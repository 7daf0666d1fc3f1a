//! Settings store backends.

use std::path::{Path, PathBuf};

use async_trait::async_trait;
use chrono::{DateTime, Utc};
use serde::{Deserialize, Serialize};
use shipcast_core::{ConfigError, TeamConfig};
use tokio::fs;
use tokio::sync::Mutex;
use tracing::debug;

/// Fixed key the team configuration is persisted under.
pub const SETTINGS_KEY: &str = "team_config";

/// Errors that can occur while loading or saving settings.
#[derive(Debug, thiserror::Error)]
pub enum SettingsError {
    /// I/O error
    #[error("I/O error: {0}")]
    Io(#[from] std::io::Error),

    /// Serialization/deserialization error
    #[error("JSON error: {0}")]
    Json(#[from] serde_json::Error),

    /// Refused to persist an invalid configuration
    #[error("invalid configuration: {0}")]
    Config(#[from] ConfigError),
}

/// Injected load/save capability for the team configuration.
///
/// The engine never touches storage itself; callers load the configuration
/// through this trait, pass it into the estimation calls, and save it back
/// when the user changes it.
#[async_trait]
pub trait SettingsStore: Send + Sync {
    /// Load the persisted team configuration, if one exists.
    async fn get_team_config(&self) -> Result<Option<TeamConfig>, SettingsError>;

    /// Persist the team configuration under [`SETTINGS_KEY`].
    async fn put_team_config(&self, config: &TeamConfig) -> Result<(), SettingsError>;
}

/// Envelope written to disk alongside the configuration.
#[derive(Debug, Serialize, Deserialize)]
struct PersistedConfig {
    config: TeamConfig,
    updated_at: DateTime<Utc>,
}

/// File-based JSON settings backend.
///
/// Writes `<root>/settings/team_config.json`.
pub struct JsonSettingsStore {
    root: PathBuf,
}

impl JsonSettingsStore {
    /// Create the store, creating the settings directory if needed.
    pub async fn new(root: impl AsRef<Path>) -> Result<Self, SettingsError> {
        let root = root.as_ref().to_path_buf();
        fs::create_dir_all(root.join("settings")).await?;
        Ok(Self { root })
    }

    fn settings_path(&self) -> PathBuf {
        self.root
            .join("settings")
            .join(format!("{SETTINGS_KEY}.json"))
    }
}

#[async_trait]
impl SettingsStore for JsonSettingsStore {
    async fn get_team_config(&self) -> Result<Option<TeamConfig>, SettingsError> {
        match fs::read_to_string(self.settings_path()).await {
            Ok(raw) => {
                let persisted: PersistedConfig = serde_json::from_str(&raw)?;
                Ok(Some(persisted.config))
            }
            Err(err) if err.kind() == std::io::ErrorKind::NotFound => Ok(None),
            Err(err) => Err(err.into()),
        }
    }

    async fn put_team_config(&self, config: &TeamConfig) -> Result<(), SettingsError> {
        // An invalid configuration must never reach disk; the engine would
        // reject it on the next load anyway.
        config.validate()?;
        let envelope = PersistedConfig {
            config: *config,
            updated_at: Utc::now(),
        };
        let raw = serde_json::to_string_pretty(&envelope)?;
        fs::write(self.settings_path(), raw).await?;
        debug!(path = %self.settings_path().display(), "saved team configuration");
        Ok(())
    }
}

/// In-memory settings backend for tests and embedded callers.
#[derive(Debug, Default)]
pub struct MemorySettingsStore {
    inner: Mutex<Option<TeamConfig>>,
}

impl MemorySettingsStore {
    /// Create an empty store.
    pub fn new() -> Self {
        Self::default()
    }
}

#[async_trait]
impl SettingsStore for MemorySettingsStore {
    async fn get_team_config(&self) -> Result<Option<TeamConfig>, SettingsError> {
        Ok(*self.inner.lock().await)
    }

    async fn put_team_config(&self, config: &TeamConfig) -> Result<(), SettingsError> {
        config.validate()?;
        *self.inner.lock().await = Some(*config);
        Ok(())
    }
}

| What the task asks |
In the records above, find the line with "save it back"; write out exactly that line and each one after it, stopping after the line with "#[derive(Debug, Serialize, Deserialize)]".

| Reply to the task |
/// through this trait, pass it into the estimation calls, and save it back
/// when the user changes it.
#[async_trait]
pub trait SettingsStore: Send + Sync {
    /// Load the persisted team configuration, if one exists.
    async fn get_team_config(&self) -> Result<Option<TeamConfig>, SettingsError>;

    /// Persist the team configuration under [`SETTINGS_KEY`].
    async fn put_team_config(&self, config: &TeamConfig) -> Result<(), SettingsError>;
}

/// Envelope written to disk alongside the configuration.
#[derive(Debug, Serialize, Deserialize)]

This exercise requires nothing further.